## Instructions for the task
Scan the records for "with" and copy each line that contains it.

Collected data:
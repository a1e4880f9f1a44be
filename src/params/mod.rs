//! Parameter definitions with units and documented semantics.
//!
//! All tunables live here with:
//! - Units (world units, seconds, Hz, radians)
//! - Documented defaults and ranges
//! - Validation at the boundary so the rendering core can assume finite input

mod audio;
mod presets;
mod render;
mod scene;

// Re-export all types
pub use audio::{audio_constants, BeatConfig, FFTConfig};
pub use presets::{srgb, Preset};
pub use render::{RecordingConfig, RenderConfig};
pub use scene::{SceneParameters, MAX_RENDER_STEPS};
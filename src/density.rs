//! Cloud density around the tunnel path.
//!
//! Density is zero inside the tube and grows past the wall, with the noise
//! term pushing the wall in and out. The vortex rotates the sampling domain
//! around the path. Every phase term is anchored to the integrated camera
//! state, so changing speed or twist mid-flight never makes the field jump.

use std::fmt;
use std::str::FromStr;

use glam::{Mat2, Vec2, Vec3, Vec3Swizzles};

use crate::camera::CameraState;
use crate::noise::{lerp, NoiseSource};
use crate::params::SceneParameters;
use crate::path::PathModel;

/// Octave budget that disables the empty-space early-out
pub const UNLIMITED_OCTAVES: u32 = 10;

/// Budget the raymarcher uses near the camera
pub const FULL_DETAIL_OCTAVES: u32 = 5;

/// Budget for the shadow probe toward the sun
pub const SHADOW_OCTAVES: u32 = 1;

/// Oscillating depth parallax of the vortex (radians per unit of depth)
const DEPTH_PARALLAX_STRENGTH: f32 = 0.015;

/// Reference scales for the camera-anchored z phase. Fixed so that editing
/// the live noise scales only rescales the offset ahead of the camera.
const REF_SCALE_BASE: f32 = 0.3;
const REF_SCALE_DETAIL: f32 = 0.7;

/// Rate at which the cloud phase drifts against the camera (units per second)
const CLOUD_DRIFT_RATE: f32 = 0.5;

/// Below this approximate density the detail octaves cannot produce cloud
const EMPTY_SPACE_CUTOFF: f32 = -0.5;

/// Detail octaves as (weight, frequency multiplier)
const DETAIL_OCTAVES: [(f32, f32); 4] = [(0.5, 1.0), (0.25, 2.25), (0.125, 5.0), (0.0625, 10.0)];

/// Per-octave scroll velocity for [`DensityRevision::DifferentialScroll`]
const DETAIL_SCROLL: [Vec3; 4] = [
    Vec3::ZERO,
    Vec3::new(0.05, 0.0, 0.15),
    Vec3::new(-0.08, 0.04, 0.3),
    Vec3::new(0.1, -0.06, 0.45),
];

/// Which revision of the detail layering to use
#[derive(Debug, Clone, Copy, PartialEq, Eq, Default)]
pub enum DensityRevision {
    /// Detail octaves share the camera-anchored phase
    #[default]
    Anchored,

    /// Each finer octave also scrolls with time at its own rate, so small
    /// wisps slide across the larger shapes
    DifferentialScroll,
}

impl DensityRevision {
    pub fn name(self) -> &'static str {
        match self {
            DensityRevision::Anchored => "anchored",
            DensityRevision::DifferentialScroll => "scroll",
        }
    }
}

impl fmt::Display for DensityRevision {
    fn fmt(&self, f: &mut fmt::Formatter<'_>) -> fmt::Result {
        f.write_str(self.name())
    }
}

impl FromStr for DensityRevision {
    type Err = String;

    fn from_str(s: &str) -> Result<Self, Self::Err> {
        match s.to_lowercase().as_str() {
            "anchored" => Ok(DensityRevision::Anchored),
            "scroll" | "differential-scroll" => Ok(DensityRevision::DifferentialScroll),
            _ => Err(format!(
                "unknown density revision '{s}' (expected anchored or scroll)"
            )),
        }
    }
}

/// Scalar density with a caller-chosen octave budget
pub trait DensitySource {
    /// Density in [0, 1] at `p`
    fn density(&self, p: Vec3, octaves: u32) -> f32;
}

/// Tunnel-shaped cloud field for one frame
#[derive(Debug, Clone)]
pub struct DensityField<N> {
    noise: N,
    path: PathModel,
    cam_z: f32,
    vortex_phase: f32,
    time: f32,
    tunnel_radius: f32,
    vortex_twist: f32,
    noise_scale_base: f32,
    noise_scale_detail: f32,
    cloud_density: f32,
    use_lod: bool,
    revision: DensityRevision,
}

impl<N: NoiseSource> DensityField<N> {
    pub fn new(params: &SceneParameters, camera: CameraState, noise: N, time: f32) -> Self {
        Self {
            noise,
            path: PathModel::new(params),
            cam_z: camera.z,
            vortex_phase: camera.vortex_phase,
            time,
            tunnel_radius: params.tunnel_radius,
            vortex_twist: params.vortex_twist,
            noise_scale_base: params.noise_scale_base,
            noise_scale_detail: params.noise_scale_detail,
            cloud_density: params.cloud_density,
            use_lod: params.use_lod,
            revision: params.density_revision,
        }
    }

    /// Vortex rotation at depth `z`
    pub fn twist_angle(&self, z: f32) -> f32 {
        let depth = z - self.cam_z;
        // sin(phase) keeps the parallax bounded: far clouds lead and lag the
        // rotation instead of spiralling further every turn
        let parallax = self.vortex_phase.sin() * depth * DEPTH_PARALLAX_STRENGTH;
        -self.vortex_phase + parallax + depth * self.vortex_twist
    }

    fn detail_octave(&self, twisted: Vec2, phase_z: f32, index: usize) -> f32 {
        let (weight, freq) = DETAIL_OCTAVES[index];
        let mut q = Vec3::new(
            twisted.x * self.noise_scale_detail * freq,
            twisted.y * self.noise_scale_detail * freq,
            phase_z * freq,
        );
        if self.revision == DensityRevision::DifferentialScroll {
            q += DETAIL_SCROLL[index] * self.time;
        }
        weight * self.noise.evaluate(q)
    }
}

impl<N: NoiseSource> DensitySource for DensityField<N> {
    fn density(&self, p: Vec3, octaves: u32) -> f32 {
        let rel = p - self.path.at(p.z);
        let tunnel_dist = rel.xy().length();
        let wall = tunnel_dist - self.tunnel_radius;

        // Clockwise by the twist angle
        let twisted = Mat2::from_angle(-self.twist_angle(p.z)) * rel.xy();

        let depth = p.z - self.cam_z;
        let anchor = self.cam_z - self.time * CLOUD_DRIFT_RATE;

        let base_z = anchor * REF_SCALE_BASE + depth * self.noise_scale_base;
        let q_base = (twisted * self.noise_scale_base).extend(base_z);
        let g = 0.5 + 0.5 * self.noise.evaluate(q_base);

        // Clearly empty air: detail noise cannot lift this above zero
        let approx = wall + g * 0.5 * self.cloud_density;
        if approx < EMPTY_SPACE_CUTOFF && octaves < UNLIMITED_OCTAVES {
            return wall.clamp(0.0, 1.0);
        }

        let detail_z = anchor * REF_SCALE_DETAIL + depth * self.noise_scale_detail;
        let mut detail = self.detail_octave(twisted, detail_z, 0);
        if self.use_lod {
            for index in 1..DETAIL_OCTAVES.len() {
                if octaves > index as u32 {
                    detail += self.detail_octave(twisted, detail_z, index);
                }
            }
        }

        // Sparse base regions erode toward empty even where detail is high
        let blended = lerp(detail * 0.1 - 0.5, detail, g * g);

        (wall + blended * self.cloud_density).clamp(0.0, 1.0)
    }
}

impl<D: DensitySource + ?Sized> DensitySource for &D {
    fn density(&self, p: Vec3, octaves: u32) -> f32 {
        (**self).density(p, octaves)
    }
}
//! Named look presets, merged as partial overrides onto the default record.

use std::fmt;
use std::str::FromStr;

use glam::Vec3;

use super::SceneParameters;

/// Preset selection
#[derive(Debug, Clone, Copy, PartialEq, Eq, Default)]
pub enum Preset {
    /// Pale blue sky, soft white clouds
    #[default]
    Dreamy,

    /// Warm orange light, dense clouds, counter-rotating vortex
    Sunset,

    /// Dark navy storm with fast vortex and sharper detail
    Storm,

    /// Night sky with yellowish moon
    Moonlight,
}

impl Preset {
    pub const ALL: [Preset; 4] = [
        Preset::Dreamy,
        Preset::Sunset,
        Preset::Storm,
        Preset::Moonlight,
    ];

    /// Following preset in [`Preset::ALL`], wrapping around
    pub fn next(self) -> Preset {
        let index = Preset::ALL.iter().position(|p| *p == self).unwrap_or(0);
        Preset::ALL[(index + 1) % Preset::ALL.len()]
    }

    pub fn name(self) -> &'static str {
        match self {
            Preset::Dreamy => "dreamy",
            Preset::Sunset => "sunset",
            Preset::Storm => "storm",
            Preset::Moonlight => "moonlight",
        }
    }

    /// Merge this preset's overrides onto `base`.
    ///
    /// Fields a preset does not mention keep their value from `base`.
    pub fn apply(self, base: SceneParameters) -> SceneParameters {
        match self {
            Preset::Dreamy => SceneParameters {
                background: srgb(0xA8BAC9),
                light_color_1: srgb(0xD1D1E0),
                light_color_2: srgb(0xFFF0F2),
                cloud_base: srgb(0xF2F2FF),
                cloud_shadow: srgb(0x59597A),
                sun_glow: srgb(0xFFFFFF),
                sun_core: srgb(0xFFFFFF),
                sun_glare: srgb(0xFFD9CC),
                vortex_speed: 0.3,
                vortex_twist: 0.1,
                ..base
            },
            Preset::Sunset => SceneParameters {
                background: srgb(0xDABCCA),
                light_color_1: srgb(0xFF9900),
                light_color_2: srgb(0xE7D4CB),
                cloud_base: srgb(0xFFDAB9),
                cloud_shadow: srgb(0x04052F),
                sun_glow: srgb(0xFFAA00),
                sun_core: srgb(0xFFFFCC),
                sun_glare: srgb(0xE2C5A7),
                cloud_density: 3.8,
                sun_core_pow: 36.0,
                sun_glare_pow: 16.0,
                vortex_speed: -0.6,
                vortex_twist: 0.2,
                ..base
            },
            Preset::Storm => SceneParameters {
                background: srgb(0x05186B),
                light_color_1: srgb(0xB4BFCB),
                light_color_2: srgb(0xA6BACE),
                cloud_base: srgb(0x4B5C74),
                cloud_shadow: srgb(0x000000),
                sun_glow: srgb(0xDFE3EC),
                sun_core: srgb(0xAADDFF),
                sun_glare: srgb(0x0F2D61),
                vortex_speed: 0.9,
                vortex_twist: -0.15,
                noise_scale_detail: 0.9,
                sun_core_pow: 11.0,
                sun_glare_pow: 16.0,
                ..base
            },
            Preset::Moonlight => SceneParameters {
                background: srgb(0x080C15),
                light_color_1: srgb(0x6B6D70),
                light_color_2: srgb(0xBABEC5),
                cloud_base: srgb(0x989655),
                cloud_shadow: srgb(0x050810),
                sun_glow: srgb(0xF4FFA3),
                sun_core: srgb(0xFFFCE5),
                sun_glare: srgb(0x10337A),
                sun_core_pow: 67.0,
                sun_glare_pow: 16.0,
                vortex_speed: -0.6,
                vortex_twist: 0.2,
                ..base
            },
        }
    }
}

impl fmt::Display for Preset {
    fn fmt(&self, f: &mut fmt::Formatter<'_>) -> fmt::Result {
        f.write_str(self.name())
    }
}

impl FromStr for Preset {
    type Err = String;

    fn from_str(s: &str) -> Result<Self, Self::Err> {
        let lowered = s.to_lowercase();
        match lowered.as_str() {
            "default" => Ok(Preset::Dreamy),
            "moon" => Ok(Preset::Moonlight),
            _ => Preset::ALL
                .into_iter()
                .find(|preset| preset.name() == lowered)
                .ok_or_else(|| {
                    format!("unknown preset '{s}' (expected dreamy, sunset, storm or moonlight)")
                }),
        }
    }
}

/// Convert a packed 0xRRGGBB sRGB color to linear light
pub fn srgb(hex: u32) -> Vec3 {
    let channel = |shift: u32| srgb_to_linear(((hex >> shift) & 0xFF) as f32 / 255.0);
    Vec3::new(channel(16), channel(8), channel(0))
}

fn srgb_to_linear(c: f32) -> f32 {
    if c <= 0.04045 {
        c / 12.92
    } else {
        ((c + 0.055) / 1.055).powf(2.4)
    }
}

#[cfg(test)]
mod tests {
    use super::*;

    #[test]
    fn test_srgb_endpoints() {
        assert_eq!(srgb(0x000000), Vec3::ZERO);
        assert!((srgb(0xFFFFFF) - Vec3::ONE).abs().max_element() < 1e-6);
    }

    #[test]
    fn test_srgb_matches_linear_defaults() {
        // #A8BAC9 was authored as the sRGB encoding of (0.4, 0.5, 0.6)
        let bg = srgb(0xA8BAC9);
        assert!((bg - Vec3::new(0.4, 0.5, 0.6)).abs().max_element() < 0.02);
    }

    #[test]
    fn test_presets_only_override_their_fields() {
        let base = SceneParameters {
            render_steps: 64,
            tunnel_radius: 2.2,
            ..Default::default()
        };
        for preset in Preset::ALL {
            let params = preset.apply(base.clone());
            assert_eq!(params.render_steps, 64);
            assert_eq!(params.tunnel_radius, 2.2);
            assert_eq!(params.validate(), Ok(()), "{preset} is invalid");
        }
    }

    #[test]
    fn test_storm_overrides_detail_scale() {
        let params = Preset::Storm.apply(SceneParameters::default());
        assert_eq!(params.noise_scale_detail, 0.9);
        assert_eq!(params.vortex_twist, -0.15);
    }

    #[test]
    fn test_next_visits_every_preset() {
        let mut preset = Preset::Dreamy;
        let mut seen = Vec::new();
        for _ in 0..Preset::ALL.len() {
            preset = preset.next();
            seen.push(preset);
        }
        assert_eq!(seen, [Preset::Sunset, Preset::Storm, Preset::Moonlight, Preset::Dreamy]);
    }

    #[test]
    fn test_preset_parsing() {
        assert_eq!("Sunset".parse::<Preset>(), Ok(Preset::Sunset));
        assert_eq!("moon".parse::<Preset>(), Ok(Preset::Moonlight));
        assert_eq!("default".parse::<Preset>(), Ok(Preset::Dreamy));
        assert!("fog".parse::<Preset>().is_err());
    }
}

## Solved exercise
//! Parameter definitions with units and documented semantics.
//! All tunables live here with:
//! Density is zero inside the tube and grows past the wall, with the noise
    /// Each finer octave also scrolls with time at its own rate, so small
/// Scalar density with a caller-chosen octave budget
    /// Dark navy storm with fast vortex and sharper detail
    /// Night sky with yellowish moon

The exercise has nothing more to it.